韓国発券で、日本に滞在して、ホノルルを週末弾丸往復する日程を検索してみました。結果は下記の通りです。

ホノルル運賃

週末ソウルで過ごして、その翌週金曜日の夜にホノルルに出掛けて1泊して、日曜の夕方に日本に戻り、夜までには帰宅も可能です。そして、翌週はソウルに行くこともできます。海外発券のため、日本からソウルまでの往復は必要となりますが、同区間はフルサービスキャリアとLCCが玉石混合で就航しており、うまくピックアップすれば格安で快適に移動できますし、フライト時間が短いため、肉体的な負担も少なくて済みます。

マイル・プレミアムポイント加算

では、この運賃で日本から1往復した場合にどれだけのマイルとプレミアムポイントが加算されるか整理してみます。サンプルの日程での運賃は総額80,110円とします。
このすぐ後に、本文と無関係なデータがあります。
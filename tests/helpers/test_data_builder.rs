// ==========================================
// 测试数据构建器 - 用于集成测试
// ==========================================

#![allow(dead_code)]

use chrono::{DateTime, Duration, NaiveDate, TimeZone, Utc};
use scan_report::domain::{
    Article, ArticleCatalog, Operation, ReportInput, ReportSettings, ScannedCodeRecord,
};
use uuid::Uuid;

pub fn report_date() -> NaiveDate {
    NaiveDate::from_ymd_opt(2026, 3, 2).unwrap()
}

pub fn day_start() -> DateTime<Utc> {
    Utc.with_ymd_and_hms(2026, 3, 2, 6, 0, 0).unwrap()
}

pub fn settings() -> ReportSettings {
    ReportSettings {
        logo_reference: Some("assets/logo.png".to_string()),
        operator_name: "Chen".to_string(),
        shift: "Night".to_string(),
    }
}

// ==========================================
// ScannedCodeRecord 构建器
// ==========================================

pub struct RecordBuilder {
    code: String,
    article_id: Option<Uuid>,
    audited: bool,
    piece_count: Option<u32>,
    operations: Vec<Operation>,
}

impl RecordBuilder {
    pub fn new(code: &str) -> Self {
        Self {
            code: code.to_string(),
            article_id: None,
            audited: false,
            piece_count: None,
            operations: Vec::new(),
        }
    }

    pub fn article(mut self, article: &Article) -> Self {
        self.article_id = Some(article.id);
        self
    }

    pub fn audited(mut self, piece_count: u32) -> Self {
        self.audited = true;
        self.piece_count = Some(piece_count);
        self
    }

    /// 依次追加工序,每道间隔 10 分钟
    pub fn operations(mut self, operations: &[Operation]) -> Self {
        self.operations.extend_from_slice(operations);
        self
    }

    pub fn operation(self, operation: Operation) -> Self {
        self.operations(&[operation])
    }

    pub fn build(self) -> ScannedCodeRecord {
        let mut record = ScannedCodeRecord::new(&self.code, day_start());
        record.article_id = self.article_id;
        for (i, op) in self.operations.iter().enumerate() {
            record.append_operation(*op, day_start() + Duration::minutes(10 * (i as i64 + 1)));
        }
        record.audited = self.audited;
        record.piece_count = self.piece_count;
        record
    }
}

/// 批量构建同物料同工序记录,条码为 `{prefix}-{序号:03}`
pub fn batch(
    prefix: &str,
    count: usize,
    article: Option<&Article>,
    operation: Option<Operation>,
) -> Vec<ScannedCodeRecord> {
    (0..count)
        .map(|i| {
            let mut builder = RecordBuilder::new(&format!("{}-{:03}", prefix, i));
            if let Some(article) = article {
                builder = builder.article(article);
            }
            if let Some(op) = operation {
                builder = builder.operation(op);
            }
            builder.build()
        })
        .collect()
}

// ==========================================
// ReportInput 构建器
// ==========================================

#[derive(Default)]
pub struct DayBuilder {
    records: Vec<ScannedCodeRecord>,
    articles: Vec<Article>,
}

impl DayBuilder {
    pub fn new() -> Self {
        Self::default()
    }

    pub fn article(&mut self, name: &str) -> Article {
        let article = Article::new(name);
        self.articles.push(article.clone());
        article
    }

    pub fn records(mut self, records: Vec<ScannedCodeRecord>) -> Self {
        self.records.extend(records);
        self
    }

    pub fn build(self) -> ReportInput {
        ReportInput::from_records(
            self.records,
            ArticleCatalog::from(self.articles),
            report_date(),
            settings(),
        )
    }
}
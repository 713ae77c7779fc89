// ==========================================
// 扫码生产日报 - 报表版式配置
// ==========================================
// 职责: 页容量、行成本常量、兜底工序、未分配标签
// 存储: JSON 文件（显式路径 > SCAN_REPORT_CONFIG > 用户配置目录）
// 红线: 缺省值即历史版式,所有字段可单独覆写
// ==========================================

use crate::domain::types::Operation;
use serde::{Deserialize, Serialize};
use std::path::{Path, PathBuf};
use thiserror::Error;

/// 配置文件路径环境变量
pub const CONFIG_PATH_ENV: &str = "SCAN_REPORT_CONFIG";

/// 默认配置文件名（位于 `<config_dir>/scan-report/` 下）
pub const CONFIG_FILE_NAME: &str = "report_layout.json";

// ==========================================
// ConfigError - 配置错误
// ==========================================
#[derive(Error, Debug)]
pub enum ConfigError {
    #[error("配置文件读取失败 (path={}): {source}", .path.display())]
    Io {
        path: PathBuf,
        #[source]
        source: std::io::Error,
    },

    #[error("配置文件解析失败 (path={}): {source}", .path.display())]
    Parse {
        path: PathBuf,
        #[source]
        source: serde_json::Error,
    },

    #[error("配置无效 (field={field}): {message}")]
    Invalid { field: String, message: String },
}

// ==========================================
// PageCapacityPolicy - 页容量
// ==========================================
/// 页行预算 = 页总行数 - 页眉预留
#[derive(Debug, Clone, Copy, PartialEq, Eq, Serialize, Deserialize)]
#[serde(default)]
pub struct PageCapacityPolicy {
    pub first_page_lines: u32,  // 首页总行数
    pub first_page_header: u32, // 首页页眉预留
    pub page_lines: u32,        // 续页总行数
    pub page_header: u32,       // 续页页眉预留
}

impl Default for PageCapacityPolicy {
    fn default() -> Self {
        Self {
            first_page_lines: 50,
            first_page_header: 15,
            page_lines: 55,
            page_header: 5,
        }
    }
}

impl PageCapacityPolicy {
    /// 页行预算
    pub fn budget(&self, is_first_page: bool) -> u32 {
        if is_first_page {
            self.first_page_lines.saturating_sub(self.first_page_header)
        } else {
            self.page_lines.saturating_sub(self.page_header)
        }
    }

    /// 页总行数（含页眉）
    pub fn lines(&self, is_first_page: bool) -> u32 {
        if is_first_page {
            self.first_page_lines
        } else {
            self.page_lines
        }
    }

    /// 页眉预留行数
    pub fn header_reservation(&self, is_first_page: bool) -> u32 {
        if is_first_page {
            self.first_page_header
        } else {
            self.page_header
        }
    }
}

// ==========================================
// LineCostPolicy - 行成本常量
// ==========================================
#[derive(Debug, Clone, Copy, PartialEq, Eq, Serialize, Deserialize)]
#[serde(default)]
pub struct LineCostPolicy {
    pub packaged_group_overhead: u32, // 包装物料组: 标题 + 小计
    pub operation_header: u32,        // 在制工序段标题
    pub process_group_overhead: u32,  // 在制物料块: 两行块头 + 小计
}

impl Default for LineCostPolicy {
    fn default() -> Self {
        Self {
            packaged_group_overhead: 2,
            operation_header: 2,
            process_group_overhead: 3,
        }
    }
}

// ==========================================
// GroupFitRule - 分组放不下时的处理
// ==========================================
#[derive(Debug, Clone, Copy, PartialEq, Eq, Serialize, Deserialize)]
#[serde(rename_all = "SCREAMING_SNAKE_CASE")]
pub enum GroupFitRule {
    /// 跳过放不下的分组,继续按序尝试后续分组
    SkipOversized,
    /// 第一个放不下的分组即结束当前循环
    StopAtFirstMiss,
}

impl Default for GroupFitRule {
    fn default() -> Self {
        GroupFitRule::SkipOversized
    }
}

// ==========================================
// ReportLayoutConfig - 报表版式配置
// ==========================================
#[derive(Debug, Clone, PartialEq, Eq, Serialize, Deserialize)]
#[serde(default)]
pub struct ReportLayoutConfig {
    pub capacity: PageCapacityPolicy,
    pub line_cost: LineCostPolicy,
    pub fit_rule: GroupFitRule,
    /// 无工序历史记录的归属工序（待产品确认）
    pub fallback_operation: Operation,
    /// 无物料记录的分组标签
    pub unassigned_label: String,
}

impl Default for ReportLayoutConfig {
    fn default() -> Self {
        Self {
            capacity: PageCapacityPolicy::default(),
            line_cost: LineCostPolicy::default(),
            fit_rule: GroupFitRule::default(),
            fallback_operation: Operation::CleaningQa,
            unassigned_label: "Unassigned".to_string(),
        }
    }
}

impl ReportLayoutConfig {
    /// 校验页预算
    ///
    /// 续页预算必须大于续页页眉预留,否则在制阶段永远无法进入,分页不会推进
    pub fn validate(&self) -> Result<(), ConfigError> {
        let cap = &self.capacity;
        if cap.budget(true) == 0 {
            return Err(ConfigError::Invalid {
                field: "capacity.first_page_lines".to_string(),
                message: format!(
                    "首页预算为 0 ({} - {})",
                    cap.first_page_lines, cap.first_page_header
                ),
            });
        }
        if cap.budget(false) <= cap.page_header {
            return Err(ConfigError::Invalid {
                field: "capacity.page_lines".to_string(),
                message: format!(
                    "续页预算 {} 必须大于续页页眉预留 {}",
                    cap.budget(false),
                    cap.page_header
                ),
            });
        }
        if self.unassigned_label.trim().is_empty() {
            return Err(ConfigError::Invalid {
                field: "unassigned_label".to_string(),
                message: "未分配标签不能为空".to_string(),
            });
        }
        Ok(())
    }

    /// 从 JSON 字符串解析
    pub fn from_json_str(raw: &str, origin: &Path) -> Result<Self, ConfigError> {
        let config: ReportLayoutConfig =
            serde_json::from_str(raw).map_err(|source| ConfigError::Parse {
                path: origin.to_path_buf(),
                source,
            })?;
        config.validate()?;
        Ok(config)
    }
}

// ==========================================
// ReportConfigLoader - 配置加载
// ==========================================
#[derive(Debug, Clone, Default)]
pub struct ReportConfigLoader {
    explicit_path: Option<PathBuf>,
}

impl ReportConfigLoader {
    pub fn new() -> Self {
        Self::default()
    }

    /// 指定配置文件（文件必须存在）
    pub fn with_path<P: AsRef<Path>>(mut self, path: P) -> Self {
        self.explicit_path = Some(path.as_ref().to_path_buf());
        self
    }

    /// 用户配置目录下的默认路径
    pub fn default_path() -> Option<PathBuf> {
        dirs::config_dir().map(|dir| dir.join("scan-report").join(CONFIG_FILE_NAME))
    }

    /// 加载配置
    ///
    /// # 规则
    /// - 显式路径或环境变量指定的文件必须存在
    /// - 默认路径文件不存在时返回缺省配置
    pub fn load(&self) -> Result<ReportLayoutConfig, ConfigError> {
        if let Some(path) = &self.explicit_path {
            return Self::load_file(path);
        }

        if let Ok(raw_path) = std::env::var(CONFIG_PATH_ENV) {
            let raw_path = raw_path.trim();
            if !raw_path.is_empty() {
                return Self::load_file(Path::new(raw_path));
            }
        }

        match Self::default_path() {
            Some(path) if path.exists() => Self::load_file(&path),
            _ => {
                tracing::debug!("未找到报表版式配置文件,使用缺省配置");
                Ok(ReportLayoutConfig::default())
            }
        }
    }

    fn load_file(path: &Path) -> Result<ReportLayoutConfig, ConfigError> {
        let raw = std::fs::read_to_string(path).map_err(|source| ConfigError::Io {
            path: path.to_path_buf(),
            source,
        })?;
        let config = ReportLayoutConfig::from_json_str(&raw, path)?;
        tracing::info!(path = %path.display(), "已加载报表版式配置");
        Ok(config)
    }
}
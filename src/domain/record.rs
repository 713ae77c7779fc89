// ==========================================
// 扫码生产日报 - 扫码记录领域模型
// ==========================================
// 红线: operation_history 只追加,不重排,不删除
// 当前工序 = 时间戳最新的记录; 时间戳相同时后追加者为准
// ==========================================

use crate::domain::article::{Article, ArticleCatalog};
use crate::domain::types::{AuditStatus, Operation};
use chrono::{DateTime, Utc};
use serde::{Deserialize, Serialize};
use uuid::Uuid;

// ==========================================
// OperationEntry - 工序流转记录
// ==========================================
#[derive(Debug, Clone, Copy, PartialEq, Eq, Serialize, Deserialize)]
pub struct OperationEntry {
    pub operation: Operation,
    pub timestamp: DateTime<Utc>,
}

// ==========================================
// ScannedCodeRecord - 扫码记录
// ==========================================
// 用途: 持久化层写入,分页引擎只读
#[derive(Debug, Clone, PartialEq, Serialize, Deserialize)]
pub struct ScannedCodeRecord {
    // ===== 主键 =====
    pub id: Uuid, // 记录唯一标识（生命周期内不变）

    // ===== 业务字段 =====
    pub code: String,              // 条码值（不强制唯一）
    #[serde(default)]
    pub article_id: Option<Uuid>,  // 物料引用（读取时经 ArticleCatalog 解析）

    // ===== 审核 =====
    #[serde(default)]
    pub audited: bool,             // 是否已确认件数
    #[serde(default)]
    pub piece_count: Option<u32>,  // 审核录入件数

    // ===== 时间 =====
    pub created_at: DateTime<Utc>,
    #[serde(default)]
    pub modified_at: Option<DateTime<Utc>>,
    #[serde(default)]
    pub ship_date: Option<DateTime<Utc>>,

    // ===== 工序流转（按追加顺序）=====
    #[serde(default)]
    pub operation_history: Vec<OperationEntry>,
}

impl ScannedCodeRecord {
    /// 创建新记录（无物料、无工序）
    pub fn new(code: &str, created_at: DateTime<Utc>) -> Self {
        Self {
            id: Uuid::new_v4(),
            code: code.to_string(),
            article_id: None,
            audited: false,
            piece_count: None,
            created_at,
            modified_at: None,
            ship_date: None,
            operation_history: Vec::new(),
        }
    }

    // ==========================================
    // 派生只读查询
    // ==========================================

    /// 工序历史按 (时间戳, 追加位置) 升序排列后的下标
    fn chronological_indices(&self) -> Vec<usize> {
        let mut indices: Vec<usize> = (0..self.operation_history.len()).collect();
        indices.sort_by_key(|&i| (self.operation_history[i].timestamp, i));
        indices
    }

    /// 当前工序（时间戳最新; 历史为空返回 None）
    pub fn current_operation(&self) -> Option<Operation> {
        self.chronological_indices()
            .last()
            .map(|&i| self.operation_history[i].operation)
    }

    /// 上一道工序（时间戳次新; 不足两条返回 None）
    pub fn previous_operation(&self) -> Option<Operation> {
        let indices = self.chronological_indices();
        if indices.len() < 2 {
            return None;
        }
        Some(self.operation_history[indices[indices.len() - 2]].operation)
    }

    /// 当前工序是否为包装
    pub fn is_packaged(&self) -> bool {
        self.current_operation() == Some(Operation::Packaging)
    }

    /// 解析物料
    pub fn article<'a>(&self, catalog: &'a ArticleCatalog) -> Option<&'a Article> {
        catalog.resolve(self.article_id.as_ref())
    }

    /// 审核完整性: 审核件数与物料期望件数比较
    pub fn audit_status(&self, catalog: &ArticleCatalog) -> AuditStatus {
        if !self.audited {
            return AuditStatus::NotAudited;
        }
        let expected = self.article(catalog).and_then(|a| a.expected_piece_count);
        match (expected, self.piece_count) {
            (Some(expected), Some(counted)) if expected == counted => AuditStatus::Complete,
            (Some(expected), Some(counted)) => AuditStatus::Mismatch { expected, counted },
            _ => AuditStatus::NoExpectation,
        }
    }

    // ==========================================
    // 变更操作（由持久化协作方调用,分页引擎不调用）
    // ==========================================

    /// 追加工序流转
    pub fn append_operation(&mut self, operation: Operation, at: DateTime<Utc>) {
        self.operation_history.push(OperationEntry {
            operation,
            timestamp: at,
        });
        self.modified_at = Some(at);
    }

    /// 人工修正创建时间
    pub fn correct_created_at(&mut self, created_at: DateTime<Utc>, now: DateTime<Utc>) {
        self.created_at = created_at;
        self.modified_at = Some(now);
    }

    /// 记录审核结果
    pub fn record_audit(&mut self, piece_count: u32, now: DateTime<Utc>) {
        self.audited = true;
        self.piece_count = Some(piece_count);
        self.modified_at = Some(now);
    }
}
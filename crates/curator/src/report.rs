use colored::Colorize;
use curator_core::aggregator::ScanStats;
use curator_core::planner::NotePlan;
use curator_core::template::PromptTemplate;
use curator_core::{LinkView, UnresolvedLinkInfo};
use serde::Serialize;

/// Machine-readable output of `scan --json`.
#[derive(Serialize)]
pub struct ScanReport<'a> {
    pub stats: &'a ScanStats,
    pub links: &'a LinkView<'a>,
}

pub fn render_summary(stats: &ScanStats, distinct: usize) -> String {
    let mut output = format!(
        "{} unresolved links ({} references) in {} documents\n",
        distinct.to_string().bold(),
        stats.unresolved,
        stats.documents
    );
    if stats.malformed_skipped > 0 {
        output.push_str(&format!(
            "{}\n",
            format!("skipped {} links without a target", stats.malformed_skipped).yellow()
        ));
    }
    output
}

fn render_link(output: &mut String, link: &UnresolvedLinkInfo, indent: &str) {
    output.push_str(&format!(
        "{}- {} {} <- {}\n",
        indent,
        link.link_text.bold(),
        format!("({})", link.frequency).yellow(),
        link.source_files.join(", ").dimmed()
    ));
}

/// Text rendering of a flat or grouped view.
pub fn render_view(view: &LinkView<'_>) -> String {
    let mut output = String::new();
    match view {
        LinkView::Flat(links) => {
            if links.is_empty() {
                output.push_str("- (none)\n");
            }
            for link in links {
                render_link(&mut output, link, "");
            }
        }
        LinkView::Grouped(groups) => {
            if groups.is_empty() {
                output.push_str("- (none)\n");
            }
            for group in groups {
                output.push_str(&format!(
                    "\n{} {}\n",
                    group.folder.to_string().blue().bold(),
                    format!("[{}]", group.links.len()).dimmed()
                ));
                for link in &group.links {
                    render_link(&mut output, link, "  ");
                }
            }
        }
    }
    output
}

pub fn render_plans(plans: &[NotePlan]) -> String {
    let mut output = String::new();
    if plans.is_empty() {
        output.push_str("Nothing to create.\n");
        return output;
    }
    output.push_str(&format!("Would create {} notes:\n", plans.len()));
    for plan in plans {
        output.push_str(&format!(
            "\n{} -> {} {}\n",
            plan.link_text.bold(),
            plan.note_path.green(),
            format!("({} references)", plan.frequency).dimmed()
        ));
        for line in plan.prompt.lines() {
            output.push_str(&format!("  > {}\n", line));
        }
    }
    output
}

pub fn render_templates(templates: &[PromptTemplate], default: Option<&str>) -> String {
    let mut output = String::new();
    if templates.is_empty() {
        output.push_str("- (none)\n");
    }
    for (i, template) in templates.iter().enumerate() {
        let is_default = match default {
            Some(name) => name == template.name,
            None => i == 0,
        };
        let marker = if is_default { " (default)" } else { "" };
        output.push_str(&format!("- {}{}\n  {}\n", template.name.bold(), marker, template.prompt));
    }
    output
}

#[cfg(test)]
mod tests {
    use super::*;
    use curator_core::{group_by_folder, UnresolvedLinkInfo};

    fn entry(text: &str, frequency: usize, sources: &[&str]) -> UnresolvedLinkInfo {
        UnresolvedLinkInfo {
            link_text: text.to_string(),
            frequency,
            source_files: sources.iter().map(|s| s.to_string()).collect(),
        }
    }

    fn plain() {
        colored::control::set_override(false);
    }

    #[test]
    fn flat_view_lists_links_with_counts_and_sources() {
        plain();
        let entries = vec![entry("Topic X", 2, &["Notes/A.md", "Notes/B.md"])];
        let view = LinkView::Flat(entries.iter().collect());
        let text = render_view(&view);
        assert_eq!(text, "- Topic X (2) <- Notes/A.md, Notes/B.md\n");
    }

    #[test]
    fn grouped_view_has_folder_headers() {
        plain();
        let entries = vec![
            entry("Topic X", 2, &["Notes/A.md"]),
            entry("Root Link", 1, &["Index.md"]),
        ];
        let view = LinkView::Grouped(group_by_folder(&entries));
        let text = render_view(&view);
        assert!(text.contains("\nNotes [1]\n  - Topic X (2)"), "got {text:?}");
        assert!(text.contains("\n/ [1]\n  - Root Link (1)"), "got {text:?}");
    }

    #[test]
    fn empty_view_says_none() {
        plain();
        assert_eq!(render_view(&LinkView::Flat(Vec::new())), "- (none)\n");
    }

    #[test]
    fn summary_mentions_malformed_links() {
        plain();
        let stats = ScanStats {
            documents: 3,
            references: 9,
            unresolved: 4,
            malformed_skipped: 1,
        };
        let text = render_summary(&stats, 2);
        assert!(text.starts_with("2 unresolved links (4 references) in 3 documents"));
        assert!(text.contains("skipped 1 links without a target"));
    }

    #[test]
    fn plans_show_path_and_prompt() {
        plain();
        let plans = vec![NotePlan {
            link_text: "Topic X".into(),
            note_path: "Inbox/Topic X.md".into(),
            prompt: "line one\nline two".into(),
            frequency: 2,
        }];
        let text = render_plans(&plans);
        assert!(text.contains("Topic X -> Inbox/Topic X.md (2 references)"));
        assert!(text.contains("  > line one\n  > line two\n"));
    }

    #[test]
    fn templates_mark_default() {
        plain();
        let templates = vec![PromptTemplate::new("A", "a"), PromptTemplate::new("B", "b")];
        let text = render_templates(&templates, Some("B"));
        assert!(text.contains("- A\n"));
        assert!(text.contains("- B (default)\n"));
    }
}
マイルは一般会員が現金で購入した想定とします。

マイル

羽田=ソウル(金浦)間 758マイル

758×2×50%=758マイル(A)

成田=ホノルル間 3,831マイル

3,831×2×50%=3,831マイル(B)

A+B=4,589マイル

80,110円÷4,589=17.46円/マイル

 

プレミアムポイント
羽田=ソウル(金浦)間 758マイル

758×2×50%×1.5倍=1,137PP(A)

成田=ホノルル間 3,831マイル

3,831×2×50%=3,831PP(B)

A+B=4,968PP

80,110円÷4,968=16.13円/PP

ライフタイムマイル(参考)

(758+3,831)×2=9,178マイル

マイル単価としてはこちらの方がよく、プレミアムポイント単価としてはクアラルンプールの方が良くなっています。クアラルンプール側はBtoB発券となるとクアラルンプールから日本往復もほぼ同時に購入が必要であり、キャッシュアウトが多くなります(マイルが大量にありスカイコインに変換して充当する場合は別ですが)。また、韓国発券の場合は、1回の旅程で3度出かけることができますので、旅行者としての経験値も高められると思います。

ソウル

どちらが良いか

プレミアムエコノミー

今回比較した2つの旅程はどちらともコスパは比較的良いと言えますが、ビジネスとエコノミーの格差があり、ビジネスが圧倒的に良いわけではありますが、韓国発券については、東京からホノルル間はボーイング787-9で運航されており、マイレージプレミアムメンバーであれば、プレミアムエコノミーへのアップグレードされる可能性もあります。東南アジア路線では、クアラルンプール発券のプレミアムエコノミーが割安であり、満席となる場合もありますが、ホノルル路線ではプレミアムエコノミー運賃は比較的高いため空いている可能性もあり、プレミアムエコノミーで移動できる可能性もあります。

最後に

今までハワイはあまり関心ありませんでしたが、2017年は短期間のまさに弾丸で行く機会があり、世界屈指の魅力的な場所であると認識し、もっと早くから行っていればと思っています。距離的にも欧米路線と比較するとエコノミーでもなんとかなるため、来年はハワイ諸島巡りを弾丸でしながら、プレミアムポイントを貯めること検討してみたいと感じているところであります。